Il quadro diventa ancora più complesso se si considera che la Cina svolge attività simili a quelle sopracitate anche in Antartide. Qui, Pechino opera nel quadro del sistema del Trattato Antartico e attraverso infrastrutture scientifiche formalmente civili. Ma, come nell’Artico, le stazioni terrestri satellitari, le strutture di ricerca e le reti logistiche comportano comunque potenziali implicazioni di dual use.
La lunga prospettiva della strategia artica cinese
Nel complesso, l’impegno della Cina nelle regioni polari riflette un approccio paziente e orientato alle opportunità di lungo periodo, più che al confronto immediato. Rompighiaccio, stazioni e infrastrutture consolidano la presenza cinese, creando dati, relazioni e familiarità logistica.

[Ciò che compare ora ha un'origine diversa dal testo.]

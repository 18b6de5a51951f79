//! Read-mostly adapter over the upstream mail API.
//!
//! The engine depends only on the `MailSource` trait and the small query
//! DSL subset below; the Gmail adapter in `gmail` is the one concrete
//! implementation. Retry policy lives in the caller — this layer surfaces
//! typed errors and nothing else.

pub mod auth;
pub mod gmail;

use async_trait::async_trait;
use chrono::{DateTime, NaiveDate, Utc};
use serde::Serialize;
use thiserror::Error;

use crate::config::Pack;

#[derive(Debug, Error)]
pub enum MailError {
    #[error("HTTP: {0}")]
    Http(#[from] reqwest::Error),

    #[error("Token expired or revoked")]
    AuthExpired,

    #[error("Rate limited by upstream")]
    RateLimited,

    #[error("API error {status}: {message}")]
    Api { status: u16, message: String },

    #[error("Message not found: {0}")]
    NotFound(String),

    #[error("Malformed message payload: {0}")]
    Malformed(String),

    #[error("Mail credentials missing: {0}")]
    CredentialsMissing(String),
}

impl MailError {
    /// Transient errors are recovered per-message; the next scheduled run
    /// re-examines the same window. Permanent errors abort the pack.
    pub fn is_transient(&self) -> bool {
        match self {
            Self::Http(_) | Self::RateLimited => true,
            Self::Api { status, .. } => *status >= 500,
            Self::AuthExpired
            | Self::NotFound(_)
            | Self::Malformed(_)
            | Self::CredentialsMissing(_) => false,
        }
    }

    /// Short tag for audit rows (`SKIPPED{reason:...}`).
    pub fn skip_reason(&self) -> &'static str {
        match self {
            Self::RateLimited => "rate_limit",
            Self::Api { status, .. } if *status >= 500 => "upstream_5xx",
            _ => "transient",
        }
    }
}

/// A fetched message: headers, both body forms, snippet.
#[derive(Debug, Clone, Default, Serialize)]
#[serde(rename_all = "camelCase")]
pub struct MailMessage {
    pub id: String,
    pub thread_id: String,
    pub from: String,
    pub subject: String,
    pub snippet: String,
    pub date: Option<DateTime<Utc>>,
    pub body_text: String,
    pub body_html: String,
}

#[derive(Debug, Clone, Serialize)]
#[serde(rename_all = "camelCase")]
pub struct Attachment {
    pub id: String,
    pub filename: String,
    pub mime_type: String,
    pub size: u64,
}

#[async_trait]
pub trait MailSource: Send + Sync {
    async fn list_message_ids(&self, query: &str, limit: u32) -> Result<Vec<String>, MailError>;

    async fn get_message(&self, id: &str) -> Result<MailMessage, MailError>;

    async fn get_attachments(&self, message: &MailMessage) -> Result<Vec<Attachment>, MailError>;

    async fn forward(
        &self,
        message_id: &str,
        recipients: &[String],
        note: Option<&str>,
    ) -> Result<(), MailError>;

    /// Send a prebuilt multipart MIME message.
    async fn send_email(&self, mime: &str) -> Result<(), MailError>;

    async fn apply_label(&self, message_id: &str, label: &str) -> Result<(), MailError>;
}

/// Build the Gmail-style discovery query for a pack:
/// `after:YYYY/M/D (from:a OR from:b)`.
///
/// Returns `None` when the pack has no queryable domains (a bare `*`
/// wildcard cannot be expressed in the query DSL and is dropped here; the
/// relevance scorer still honors it).
pub fn build_pack_query(pack: &Pack, lookback_days: u32, today: NaiveDate) -> Option<String> {
    let domains: Vec<String> = pack
        .all_domains()
        .iter()
        .filter(|d| **d != "*")
        .map(|d| d.trim_start_matches("*.").to_string())
        .filter(|d| !d.is_empty())
        .collect();

    if domains.is_empty() {
        return None;
    }

    let after = today - chrono::Duration::days(lookback_days as i64);
    let after = after.format("%Y/%-m/%-d");

    let froms: Vec<String> = domains.iter().map(|d| format!("from:{d}")).collect();
    if froms.len() == 1 {
        Some(format!("after:{after} {}", froms[0]))
    } else {
        Some(format!("after:{after} ({})", froms.join(" OR ")))
    }
}

/// Backfill query: an explicit `[from, to]` window instead of the lookback.
pub fn build_window_query(pack: &Pack, from: NaiveDate, to: NaiveDate) -> Option<String> {
    let base = build_pack_query(pack, 0, from)?;
    // build_pack_query with lookback 0 yields `after:<from> ...`; bound the
    // other side (before: is exclusive in the query DSL)
    let before = to + chrono::Duration::days(1);
    Some(format!("{} before:{}", base, before.format("%Y/%-m/%-d")))
}

/// Deep link back to the source message in a local mail client.
pub fn message_permalink(message_id: &str) -> String {
    format!("mail://search/rfc822msgid:%3C{message_id}%3E")
}

#[cfg(test)]
pub(crate) mod testing {
    //! Scripted in-memory mail source for engine tests.

    use std::collections::HashMap;
    use std::sync::Mutex;
    use std::time::Duration;

    use super::*;

    #[derive(Default)]
    pub struct FakeMailSource {
        pub messages: Vec<MailMessage>,
        pub attachments: HashMap<String, Vec<Attachment>>,
        /// Message ids whose fetch should fail with a transient error.
        pub failing: Vec<String>,
        /// Message ids whose fetch should hang past any timeout.
        pub hanging: Vec<String>,
        pub sent: Mutex<Vec<String>>,
        pub forwarded: Mutex<Vec<(String, Vec<String>)>>,
    }

    impl FakeMailSource {
        pub fn with_messages(messages: Vec<MailMessage>) -> Self {
            Self {
                messages,
                ..Default::default()
            }
        }
    }

    #[async_trait]
    impl MailSource for FakeMailSource {
        async fn list_message_ids(
            &self,
            _query: &str,
            limit: u32,
        ) -> Result<Vec<String>, MailError> {
            Ok(self
                .messages
                .iter()
                .take(limit as usize)
                .map(|m| m.id.clone())
                .collect())
        }

        async fn get_message(&self, id: &str) -> Result<MailMessage, MailError> {
            if self.hanging.iter().any(|h| h == id) {
                tokio::time::sleep(Duration::from_secs(3600)).await;
            }
            if self.failing.iter().any(|f| f == id) {
                return Err(MailError::Api {
                    status: 503,
                    message: "backend unavailable".into(),
                });
            }
            self.messages
                .iter()
                .find(|m| m.id == id)
                .cloned()
                .ok_or_else(|| MailError::NotFound(id.to_string()))
        }

        async fn get_attachments(
            &self,
            message: &MailMessage,
        ) -> Result<Vec<Attachment>, MailError> {
            Ok(self.attachments.get(&message.id).cloned().unwrap_or_default())
        }

        async fn forward(
            &self,
            message_id: &str,
            recipients: &[String],
            _note: Option<&str>,
        ) -> Result<(), MailError> {
            self.forwarded
                .lock()
                .unwrap()
                .push((message_id.to_string(), recipients.to_vec()));
            Ok(())
        }

        async fn send_email(&self, mime: &str) -> Result<(), MailError> {
            self.sent.lock().unwrap().push(mime.to_string());
            Ok(())
        }

        async fn apply_label(&self, _message_id: &str, _label: &str) -> Result<(), MailError> {
            Ok(())
        }
    }
}

#[cfg(test)]
mod tests {
    use super::*;
    use crate::config::PackSource;

    fn pack_with_domains(domains: &[&str]) -> Pack {
        Pack {
            pack_id: "school".into(),
            priority: 1,
            enabled: true,
            sources: vec![PackSource {
                from_domains: domains.iter().map(|d| d.to_string()).collect(),
                ..Default::default()
            }],
            category_preferences: Default::default(),
            notify_guests: false,
        }
    }

    #[test]
    fn test_build_query_multiple_domains() {
        let pack = pack_with_domains(&["school.edu", "pta.org"]);
        let today = NaiveDate::from_ymd_opt(2026, 1, 10).unwrap();
        let query = build_pack_query(&pack, 7, today).unwrap();
        assert_eq!(query, "after:2026/1/3 (from:school.edu OR from:pta.org)");
    }

    #[test]
    fn test_build_query_single_domain_no_parens() {
        let pack = pack_with_domains(&["school.edu"]);
        let today = NaiveDate::from_ymd_opt(2026, 1, 10).unwrap();
        let query = build_pack_query(&pack, 0, today).unwrap();
        assert_eq!(query, "after:2026/1/10 from:school.edu");
    }

    #[test]
    fn test_build_query_strips_wildcards() {
        let pack = pack_with_domains(&["*.edu", "*"]);
        let today = NaiveDate::from_ymd_opt(2026, 1, 10).unwrap();
        let query = build_pack_query(&pack, 1, today).unwrap();
        assert_eq!(query, "after:2026/1/9 from:edu");
    }

    #[test]
    fn test_build_query_no_domains() {
        let pack = pack_with_domains(&[]);
        let today = NaiveDate::from_ymd_opt(2026, 1, 10).unwrap();
        assert!(build_pack_query(&pack, 7, today).is_none());
    }

    #[test]
    fn test_transient_classification() {
        assert!(MailError::RateLimited.is_transient());
        assert!(MailError::Api {
            status: 503,
            message: String::new()
        }
        .is_transient());
        assert!(!MailError::Api {
            status: 404,
            message: String::new()
        }
        .is_transient());
        assert!(!MailError::AuthExpired.is_transient());
    }

    #[test]
    fn test_permalink_format() {
        assert_eq!(
            message_permalink("abc123"),
            "mail://search/rfc822msgid:%3Cabc123%3E"
        );
    }
}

Il ruolo della Cina nell’Artico può essere letto attraverso due lenti interpretative che però non si escludono a vicenda. La prima evidenzia un impegno prevalentemente economico, scientifico e istituzionale, coerente con la partecipazione alla governance dei beni comuni globali. La seconda sottolinea come una presenza economica, infrastrutturale e normativa possa rappresentare una leva strategica per la sicurezza.

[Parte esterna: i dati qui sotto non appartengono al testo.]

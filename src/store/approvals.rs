//! Single-use approval tokens for calendar operations.

use chrono::{DateTime, Utc};
use rusqlite::{params, OptionalExtension};

use super::{opt_ts_col, to_ts, ts_col, Store, StoreError};
use crate::types::ApprovalToken;

/// Default token lifetime.
pub const TOKEN_TTL_HOURS: i64 = 2;

impl Store {
    /// Mint a token for an operation. INSERT OR IGNORE: re-minting the same
    /// token id is a no-op.
    pub fn insert_approval_token(&self, token: &ApprovalToken) -> Result<bool, StoreError> {
        self.with_conn(|conn| {
            let rows = conn.execute(
                "INSERT OR IGNORE INTO approval_tokens
                    (id, operation_id, created_at, expires_at, approved, approved_at, used)
                 VALUES (?1, ?2, ?3, ?4, ?5, ?6, ?7)",
                params![
                    token.id,
                    token.operation_id,
                    to_ts(&token.created_at),
                    to_ts(&token.expires_at),
                    token.approved as i64,
                    token.approved_at.as_ref().map(to_ts),
                    token.used as i64,
                ],
            )?;
            Ok(rows > 0)
        })
    }

    pub fn get_approval_token(&self, id: &str) -> Result<Option<ApprovalToken>, StoreError> {
        self.with_conn(|conn| {
            Ok(conn
                .query_row(
                    "SELECT id, operation_id, created_at, expires_at, approved, approved_at, used
                     FROM approval_tokens WHERE id = ?1",
                    [id],
                    |row| {
                        Ok(ApprovalToken {
                            id: row.get(0)?,
                            operation_id: row.get(1)?,
                            created_at: ts_col(2, row.get(2)?)?,
                            expires_at: ts_col(3, row.get(3)?)?,
                            approved: row.get::<_, i64>(4)? != 0,
                            approved_at: opt_ts_col(5, row.get(5)?)?,
                            used: row.get::<_, i64>(6)? != 0,
                        })
                    },
                )
                .optional()?)
        })
    }

    /// Consume a token: mark it approved and used. Fails if the token is
    /// missing, expired, or already used — single-use is enforced here.
    pub fn redeem_approval_token(&self, id: &str, now: DateTime<Utc>) -> Result<(), StoreError> {
        let token = self
            .get_approval_token(id)?
            .ok_or_else(|| StoreError::Integrity(format!("unknown approval token {id}")))?;
        if token.used {
            return Err(StoreError::Integrity(format!(
                "approval token {id} already used"
            )));
        }
        if token.expires_at < now {
            return Err(StoreError::Integrity(format!(
                "approval token {id} expired"
            )));
        }
        self.with_tx(|tx| {
            tx.execute(
                "UPDATE approval_tokens SET approved = 1, approved_at = ?2, used = 1 WHERE id = ?1",
                params![id, to_ts(&now)],
            )?;
            Ok(())
        })
    }

    /// Delete tokens created before `cutoff`. Returns the count removed.
    pub fn cleanup_expired_tokens(&self, cutoff: DateTime<Utc>) -> Result<usize, StoreError> {
        self.with_conn(|conn| {
            Ok(conn.execute(
                "DELETE FROM approval_tokens WHERE created_at < ?1",
                [to_ts(&cutoff)],
            )?)
        })
    }
}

Storicamente, l’Artico è stato un ambito relativamente stabile di cooperazione internazionale, e gran parte delle attività cinesi sembra ancora ruotare attorno alla sicurezza energetica, all’accesso alle risorse e alle rotte marittime. Pur non giustificando un immediato allarmismo militare, la loro natura cumulativa implica che il consolidamento cinese possa generare, nel medio-lungo termine, dipendenza economica, accesso a infrastrutture sensibili e influenza normativa.Gli alleati NATO sono consapevoli che le vulnerabilità dell’Artico, in particolare in termini di infrastrutture critiche, catene di approvvigionamento ed energia, possono avere implicazioni di sicurezza anche in assenza di una militarizzazione esplicita. La questione, dunque, è che anche se l’Artico non rappresenta per ora un teatro di confronto militare con la Cina, le dinamiche attuali stanno gradualmente ridefinendo gli equilibri strategici futuri, e il sempre più sottile ghiaccio delle regioni polari è ora inserito in dinamiche di potere più ampie e politicizzate.